Task directions: Going through the entries below, copy out each line that contains "DeserializeOwned".

Stored data:
+++

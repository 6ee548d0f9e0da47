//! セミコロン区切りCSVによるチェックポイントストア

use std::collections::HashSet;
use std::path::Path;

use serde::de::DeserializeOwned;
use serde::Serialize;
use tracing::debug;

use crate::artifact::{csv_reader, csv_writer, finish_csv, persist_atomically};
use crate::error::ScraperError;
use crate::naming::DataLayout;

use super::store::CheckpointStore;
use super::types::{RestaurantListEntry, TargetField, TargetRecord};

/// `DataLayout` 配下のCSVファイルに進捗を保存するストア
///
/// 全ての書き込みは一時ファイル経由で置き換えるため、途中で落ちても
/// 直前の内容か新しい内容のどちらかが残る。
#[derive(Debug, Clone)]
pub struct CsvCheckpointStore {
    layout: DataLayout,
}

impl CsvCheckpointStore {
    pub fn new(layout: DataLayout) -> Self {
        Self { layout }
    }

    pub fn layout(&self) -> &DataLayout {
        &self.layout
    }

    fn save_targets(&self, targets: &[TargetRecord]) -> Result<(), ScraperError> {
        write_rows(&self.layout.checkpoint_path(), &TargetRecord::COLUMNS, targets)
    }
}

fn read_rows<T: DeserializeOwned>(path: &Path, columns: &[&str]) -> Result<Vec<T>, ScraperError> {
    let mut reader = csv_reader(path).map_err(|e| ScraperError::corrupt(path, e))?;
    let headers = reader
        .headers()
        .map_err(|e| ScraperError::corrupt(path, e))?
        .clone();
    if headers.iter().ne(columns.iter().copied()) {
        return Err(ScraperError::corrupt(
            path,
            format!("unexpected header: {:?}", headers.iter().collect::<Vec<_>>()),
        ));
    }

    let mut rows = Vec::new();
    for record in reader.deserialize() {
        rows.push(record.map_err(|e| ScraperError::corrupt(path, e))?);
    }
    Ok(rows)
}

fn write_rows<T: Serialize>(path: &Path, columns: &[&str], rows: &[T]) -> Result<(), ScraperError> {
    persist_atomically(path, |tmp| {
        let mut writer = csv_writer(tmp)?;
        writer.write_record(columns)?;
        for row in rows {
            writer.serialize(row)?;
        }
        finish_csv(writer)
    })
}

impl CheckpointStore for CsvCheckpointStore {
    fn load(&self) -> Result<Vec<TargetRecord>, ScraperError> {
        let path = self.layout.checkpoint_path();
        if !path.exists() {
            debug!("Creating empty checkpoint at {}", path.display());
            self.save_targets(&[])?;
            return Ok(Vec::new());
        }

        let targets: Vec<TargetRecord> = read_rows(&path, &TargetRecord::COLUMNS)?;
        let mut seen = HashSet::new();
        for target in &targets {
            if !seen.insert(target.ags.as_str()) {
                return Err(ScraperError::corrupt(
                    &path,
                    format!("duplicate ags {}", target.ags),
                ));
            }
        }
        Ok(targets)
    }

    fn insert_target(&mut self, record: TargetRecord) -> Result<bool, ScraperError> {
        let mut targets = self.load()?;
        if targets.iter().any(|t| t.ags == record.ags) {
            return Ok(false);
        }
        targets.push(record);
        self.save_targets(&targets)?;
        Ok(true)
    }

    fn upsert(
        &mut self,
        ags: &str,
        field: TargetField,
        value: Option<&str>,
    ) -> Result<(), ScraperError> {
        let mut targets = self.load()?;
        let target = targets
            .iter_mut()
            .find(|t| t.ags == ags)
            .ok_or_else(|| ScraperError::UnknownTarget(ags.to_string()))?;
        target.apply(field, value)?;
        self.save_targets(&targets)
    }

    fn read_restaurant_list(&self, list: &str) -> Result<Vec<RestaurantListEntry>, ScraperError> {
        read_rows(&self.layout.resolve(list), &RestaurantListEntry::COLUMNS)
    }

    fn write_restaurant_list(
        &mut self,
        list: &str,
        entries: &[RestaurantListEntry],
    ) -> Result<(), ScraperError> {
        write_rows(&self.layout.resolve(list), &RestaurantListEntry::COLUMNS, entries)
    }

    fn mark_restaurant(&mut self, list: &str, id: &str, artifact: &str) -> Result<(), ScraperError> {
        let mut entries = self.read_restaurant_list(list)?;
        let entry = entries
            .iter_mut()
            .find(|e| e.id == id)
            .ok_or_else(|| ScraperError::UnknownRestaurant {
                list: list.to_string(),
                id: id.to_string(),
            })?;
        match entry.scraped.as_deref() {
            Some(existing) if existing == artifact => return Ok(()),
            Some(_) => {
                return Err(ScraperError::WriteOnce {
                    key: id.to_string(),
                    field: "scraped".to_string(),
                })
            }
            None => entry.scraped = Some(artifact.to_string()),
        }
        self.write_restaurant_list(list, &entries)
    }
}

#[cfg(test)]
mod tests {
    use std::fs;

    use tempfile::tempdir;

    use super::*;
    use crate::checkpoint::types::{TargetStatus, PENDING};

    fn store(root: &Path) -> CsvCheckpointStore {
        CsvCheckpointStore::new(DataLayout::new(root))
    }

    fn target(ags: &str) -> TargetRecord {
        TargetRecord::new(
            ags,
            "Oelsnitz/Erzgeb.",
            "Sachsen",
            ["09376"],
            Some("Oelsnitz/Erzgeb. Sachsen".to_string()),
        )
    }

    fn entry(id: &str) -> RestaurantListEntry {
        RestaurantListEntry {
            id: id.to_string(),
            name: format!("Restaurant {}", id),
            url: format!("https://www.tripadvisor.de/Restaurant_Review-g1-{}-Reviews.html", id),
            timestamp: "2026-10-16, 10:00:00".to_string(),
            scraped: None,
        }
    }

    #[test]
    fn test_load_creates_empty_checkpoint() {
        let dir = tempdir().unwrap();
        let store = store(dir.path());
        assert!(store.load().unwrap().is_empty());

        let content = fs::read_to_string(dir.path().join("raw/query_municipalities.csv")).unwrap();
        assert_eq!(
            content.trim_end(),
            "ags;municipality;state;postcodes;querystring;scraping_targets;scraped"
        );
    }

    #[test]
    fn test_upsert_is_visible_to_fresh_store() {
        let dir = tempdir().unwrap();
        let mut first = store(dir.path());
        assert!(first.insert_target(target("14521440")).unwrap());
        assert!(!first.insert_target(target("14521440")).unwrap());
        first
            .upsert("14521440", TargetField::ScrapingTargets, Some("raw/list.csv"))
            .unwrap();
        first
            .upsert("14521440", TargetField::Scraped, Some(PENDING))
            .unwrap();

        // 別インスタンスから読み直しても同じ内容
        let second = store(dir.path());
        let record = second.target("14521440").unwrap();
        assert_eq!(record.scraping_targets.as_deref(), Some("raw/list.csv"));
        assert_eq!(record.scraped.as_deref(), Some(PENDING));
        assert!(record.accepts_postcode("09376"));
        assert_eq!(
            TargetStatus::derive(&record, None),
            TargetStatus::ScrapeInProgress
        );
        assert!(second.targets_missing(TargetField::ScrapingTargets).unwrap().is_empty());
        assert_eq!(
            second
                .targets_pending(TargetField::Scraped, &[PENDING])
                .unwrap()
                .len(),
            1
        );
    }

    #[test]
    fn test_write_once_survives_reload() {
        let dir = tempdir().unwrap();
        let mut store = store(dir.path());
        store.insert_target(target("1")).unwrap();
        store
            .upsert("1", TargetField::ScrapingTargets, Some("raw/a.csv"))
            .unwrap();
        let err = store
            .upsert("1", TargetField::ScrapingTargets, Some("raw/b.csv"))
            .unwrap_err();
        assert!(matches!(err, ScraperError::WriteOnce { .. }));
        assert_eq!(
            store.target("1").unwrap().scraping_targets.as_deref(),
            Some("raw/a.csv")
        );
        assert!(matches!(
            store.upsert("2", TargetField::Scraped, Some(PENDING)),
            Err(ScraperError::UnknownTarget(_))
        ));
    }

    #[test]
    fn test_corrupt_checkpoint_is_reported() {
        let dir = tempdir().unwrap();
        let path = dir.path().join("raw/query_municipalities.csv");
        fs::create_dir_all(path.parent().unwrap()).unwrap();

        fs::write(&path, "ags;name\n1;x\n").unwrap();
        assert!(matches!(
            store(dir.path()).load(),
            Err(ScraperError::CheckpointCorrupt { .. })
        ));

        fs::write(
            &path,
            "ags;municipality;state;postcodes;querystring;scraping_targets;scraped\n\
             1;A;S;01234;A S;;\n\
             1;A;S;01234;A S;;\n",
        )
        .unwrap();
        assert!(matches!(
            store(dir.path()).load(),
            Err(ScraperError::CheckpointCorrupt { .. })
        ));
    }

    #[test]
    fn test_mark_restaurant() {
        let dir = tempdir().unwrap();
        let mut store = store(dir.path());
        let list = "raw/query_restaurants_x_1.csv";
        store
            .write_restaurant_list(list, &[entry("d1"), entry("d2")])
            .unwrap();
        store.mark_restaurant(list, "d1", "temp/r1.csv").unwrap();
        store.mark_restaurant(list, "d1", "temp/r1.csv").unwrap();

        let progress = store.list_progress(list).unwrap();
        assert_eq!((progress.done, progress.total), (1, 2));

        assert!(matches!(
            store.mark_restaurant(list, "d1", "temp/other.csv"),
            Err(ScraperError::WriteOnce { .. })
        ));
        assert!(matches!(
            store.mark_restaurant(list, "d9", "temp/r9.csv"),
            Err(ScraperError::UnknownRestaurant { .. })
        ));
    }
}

+++

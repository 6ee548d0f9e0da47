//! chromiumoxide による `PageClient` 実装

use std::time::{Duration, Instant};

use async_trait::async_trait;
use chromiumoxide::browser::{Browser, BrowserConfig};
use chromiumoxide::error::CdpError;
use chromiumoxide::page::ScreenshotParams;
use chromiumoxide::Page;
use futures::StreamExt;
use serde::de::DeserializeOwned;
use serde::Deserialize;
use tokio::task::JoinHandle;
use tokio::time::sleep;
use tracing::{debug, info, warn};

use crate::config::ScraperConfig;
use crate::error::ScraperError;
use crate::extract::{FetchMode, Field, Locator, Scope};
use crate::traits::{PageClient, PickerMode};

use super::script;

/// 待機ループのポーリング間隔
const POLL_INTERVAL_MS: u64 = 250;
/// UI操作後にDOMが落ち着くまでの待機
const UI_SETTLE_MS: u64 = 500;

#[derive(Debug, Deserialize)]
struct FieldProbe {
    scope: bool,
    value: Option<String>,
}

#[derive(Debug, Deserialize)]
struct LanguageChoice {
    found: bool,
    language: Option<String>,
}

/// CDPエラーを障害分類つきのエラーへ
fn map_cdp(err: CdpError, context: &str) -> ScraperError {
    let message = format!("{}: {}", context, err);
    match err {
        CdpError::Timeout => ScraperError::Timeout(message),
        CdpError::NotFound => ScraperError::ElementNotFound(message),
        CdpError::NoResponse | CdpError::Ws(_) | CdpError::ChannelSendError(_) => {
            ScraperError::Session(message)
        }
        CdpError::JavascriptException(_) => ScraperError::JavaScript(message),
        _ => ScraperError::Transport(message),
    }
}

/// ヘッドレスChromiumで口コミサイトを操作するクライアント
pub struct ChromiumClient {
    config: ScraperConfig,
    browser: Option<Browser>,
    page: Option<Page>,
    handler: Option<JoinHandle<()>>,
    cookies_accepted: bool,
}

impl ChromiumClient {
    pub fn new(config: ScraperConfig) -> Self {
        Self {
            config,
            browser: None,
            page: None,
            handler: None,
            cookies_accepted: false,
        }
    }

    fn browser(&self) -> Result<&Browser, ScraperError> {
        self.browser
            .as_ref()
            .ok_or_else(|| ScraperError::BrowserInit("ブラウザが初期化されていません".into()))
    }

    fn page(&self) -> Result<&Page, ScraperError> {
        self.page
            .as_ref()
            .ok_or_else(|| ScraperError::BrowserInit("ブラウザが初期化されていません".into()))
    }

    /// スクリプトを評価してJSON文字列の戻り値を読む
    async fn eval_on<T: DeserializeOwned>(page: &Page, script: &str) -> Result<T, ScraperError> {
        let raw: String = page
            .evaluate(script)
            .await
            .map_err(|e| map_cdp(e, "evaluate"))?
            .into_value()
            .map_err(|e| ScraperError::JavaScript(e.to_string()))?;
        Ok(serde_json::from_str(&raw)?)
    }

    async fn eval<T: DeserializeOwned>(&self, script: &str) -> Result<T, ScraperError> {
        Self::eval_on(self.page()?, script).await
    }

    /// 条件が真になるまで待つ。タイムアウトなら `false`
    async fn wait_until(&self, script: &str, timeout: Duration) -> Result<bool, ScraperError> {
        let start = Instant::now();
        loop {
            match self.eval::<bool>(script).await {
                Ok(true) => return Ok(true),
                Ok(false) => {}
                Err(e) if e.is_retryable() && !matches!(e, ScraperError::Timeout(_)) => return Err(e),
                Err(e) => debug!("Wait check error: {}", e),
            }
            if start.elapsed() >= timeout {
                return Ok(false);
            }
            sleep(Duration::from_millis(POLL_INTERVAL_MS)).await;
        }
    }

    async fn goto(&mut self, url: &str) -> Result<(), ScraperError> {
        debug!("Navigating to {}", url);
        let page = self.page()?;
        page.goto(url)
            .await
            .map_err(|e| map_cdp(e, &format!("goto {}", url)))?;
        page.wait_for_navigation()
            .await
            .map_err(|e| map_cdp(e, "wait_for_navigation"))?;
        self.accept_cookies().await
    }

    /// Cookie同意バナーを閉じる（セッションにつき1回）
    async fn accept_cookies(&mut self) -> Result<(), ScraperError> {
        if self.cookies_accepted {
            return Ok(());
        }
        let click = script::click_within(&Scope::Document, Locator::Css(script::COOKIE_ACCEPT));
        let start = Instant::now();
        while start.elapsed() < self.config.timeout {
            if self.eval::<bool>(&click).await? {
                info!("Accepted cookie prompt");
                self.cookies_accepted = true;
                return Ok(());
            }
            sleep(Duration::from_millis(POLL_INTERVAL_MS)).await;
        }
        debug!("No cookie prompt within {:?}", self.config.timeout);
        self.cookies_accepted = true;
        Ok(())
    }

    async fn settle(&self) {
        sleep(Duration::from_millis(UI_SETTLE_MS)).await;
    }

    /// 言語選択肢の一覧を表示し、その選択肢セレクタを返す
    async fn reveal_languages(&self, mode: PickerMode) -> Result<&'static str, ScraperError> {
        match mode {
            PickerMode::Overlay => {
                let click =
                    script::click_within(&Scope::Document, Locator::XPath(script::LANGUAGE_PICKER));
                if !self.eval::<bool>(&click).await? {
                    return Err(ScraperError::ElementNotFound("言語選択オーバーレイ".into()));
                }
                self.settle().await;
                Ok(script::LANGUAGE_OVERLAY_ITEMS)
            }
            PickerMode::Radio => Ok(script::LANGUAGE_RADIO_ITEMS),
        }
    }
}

+++

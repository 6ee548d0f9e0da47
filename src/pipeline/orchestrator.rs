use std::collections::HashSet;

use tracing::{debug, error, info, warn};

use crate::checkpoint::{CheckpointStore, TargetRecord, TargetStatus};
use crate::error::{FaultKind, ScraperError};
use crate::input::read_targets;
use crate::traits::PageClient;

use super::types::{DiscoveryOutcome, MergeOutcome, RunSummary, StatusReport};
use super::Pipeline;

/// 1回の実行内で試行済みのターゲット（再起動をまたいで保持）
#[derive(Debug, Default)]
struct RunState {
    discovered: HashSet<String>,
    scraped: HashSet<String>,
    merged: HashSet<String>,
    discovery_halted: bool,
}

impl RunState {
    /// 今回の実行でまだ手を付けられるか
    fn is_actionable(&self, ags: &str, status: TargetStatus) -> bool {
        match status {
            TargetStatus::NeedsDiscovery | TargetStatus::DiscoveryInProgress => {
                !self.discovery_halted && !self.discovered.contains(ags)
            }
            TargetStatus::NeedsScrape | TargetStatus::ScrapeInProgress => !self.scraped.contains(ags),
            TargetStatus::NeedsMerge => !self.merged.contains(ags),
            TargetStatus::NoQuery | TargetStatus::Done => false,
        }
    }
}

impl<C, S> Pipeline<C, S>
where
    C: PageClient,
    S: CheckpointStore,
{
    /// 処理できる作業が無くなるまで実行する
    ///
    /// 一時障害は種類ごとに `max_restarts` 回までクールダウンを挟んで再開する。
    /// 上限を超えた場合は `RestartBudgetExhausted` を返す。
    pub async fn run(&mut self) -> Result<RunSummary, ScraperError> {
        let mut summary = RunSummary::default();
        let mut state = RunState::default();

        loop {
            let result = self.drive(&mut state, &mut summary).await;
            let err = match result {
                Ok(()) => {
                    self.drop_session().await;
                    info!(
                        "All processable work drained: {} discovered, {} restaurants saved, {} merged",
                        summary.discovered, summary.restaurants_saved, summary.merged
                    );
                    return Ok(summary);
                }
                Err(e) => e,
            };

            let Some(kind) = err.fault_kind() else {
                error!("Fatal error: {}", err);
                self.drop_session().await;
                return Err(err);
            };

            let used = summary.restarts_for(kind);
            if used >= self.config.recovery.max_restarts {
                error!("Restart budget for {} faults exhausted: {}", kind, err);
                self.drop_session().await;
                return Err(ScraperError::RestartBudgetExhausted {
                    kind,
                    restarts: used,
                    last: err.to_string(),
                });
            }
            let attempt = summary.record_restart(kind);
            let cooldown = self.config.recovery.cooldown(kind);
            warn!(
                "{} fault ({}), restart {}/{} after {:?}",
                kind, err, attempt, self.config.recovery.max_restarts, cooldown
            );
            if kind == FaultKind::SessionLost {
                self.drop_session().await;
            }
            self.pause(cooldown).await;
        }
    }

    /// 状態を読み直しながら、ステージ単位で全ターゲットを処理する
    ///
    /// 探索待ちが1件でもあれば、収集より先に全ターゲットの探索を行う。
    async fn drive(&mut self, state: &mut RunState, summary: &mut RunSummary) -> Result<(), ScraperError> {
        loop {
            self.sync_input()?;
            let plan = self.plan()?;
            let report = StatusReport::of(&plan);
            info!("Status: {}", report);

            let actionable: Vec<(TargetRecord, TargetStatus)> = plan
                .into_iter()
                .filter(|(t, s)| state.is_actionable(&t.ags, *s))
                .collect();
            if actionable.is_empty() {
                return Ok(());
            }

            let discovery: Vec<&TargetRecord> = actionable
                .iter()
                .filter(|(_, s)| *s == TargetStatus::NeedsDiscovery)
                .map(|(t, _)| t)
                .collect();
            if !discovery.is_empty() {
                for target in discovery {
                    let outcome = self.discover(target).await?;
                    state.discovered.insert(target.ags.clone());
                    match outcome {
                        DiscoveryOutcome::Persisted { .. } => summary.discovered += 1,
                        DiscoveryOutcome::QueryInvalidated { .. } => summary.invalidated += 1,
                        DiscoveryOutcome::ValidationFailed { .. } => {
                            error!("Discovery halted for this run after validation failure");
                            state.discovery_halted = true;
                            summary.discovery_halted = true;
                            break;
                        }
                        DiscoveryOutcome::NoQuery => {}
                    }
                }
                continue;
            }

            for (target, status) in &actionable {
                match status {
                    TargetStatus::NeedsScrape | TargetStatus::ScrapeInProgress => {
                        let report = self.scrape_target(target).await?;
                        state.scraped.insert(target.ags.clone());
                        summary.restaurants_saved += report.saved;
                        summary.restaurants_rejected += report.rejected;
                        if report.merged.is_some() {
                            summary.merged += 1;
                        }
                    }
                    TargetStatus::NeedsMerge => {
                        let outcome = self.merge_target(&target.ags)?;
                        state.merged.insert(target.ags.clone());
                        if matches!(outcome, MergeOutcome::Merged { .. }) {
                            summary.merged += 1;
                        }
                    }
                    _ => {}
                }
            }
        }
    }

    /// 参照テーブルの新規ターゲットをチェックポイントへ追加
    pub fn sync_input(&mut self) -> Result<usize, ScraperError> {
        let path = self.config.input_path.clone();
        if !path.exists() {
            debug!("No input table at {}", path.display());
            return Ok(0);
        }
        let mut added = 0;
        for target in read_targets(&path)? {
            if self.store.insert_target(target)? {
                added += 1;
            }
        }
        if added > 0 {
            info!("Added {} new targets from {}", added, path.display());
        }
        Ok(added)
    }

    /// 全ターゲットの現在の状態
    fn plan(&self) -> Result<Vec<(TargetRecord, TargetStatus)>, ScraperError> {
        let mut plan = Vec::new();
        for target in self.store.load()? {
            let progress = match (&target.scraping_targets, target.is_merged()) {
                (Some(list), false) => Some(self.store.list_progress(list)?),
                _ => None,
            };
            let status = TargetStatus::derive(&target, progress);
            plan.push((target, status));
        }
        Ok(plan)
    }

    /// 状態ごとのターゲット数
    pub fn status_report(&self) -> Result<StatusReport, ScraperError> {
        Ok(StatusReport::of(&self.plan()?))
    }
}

+++

Result of the exercise:
use serde::de::DeserializeOwned;
fn read_rows<T: DeserializeOwned>(path: &Path, columns: &[&str]) -> Result<Vec<T>, ScraperError> {
use serde::de::DeserializeOwned;
    async fn eval_on<T: DeserializeOwned>(page: &Page, script: &str) -> Result<T, ScraperError> {
    async fn eval<T: DeserializeOwned>(&self, script: &str) -> Result<T, ScraperError> {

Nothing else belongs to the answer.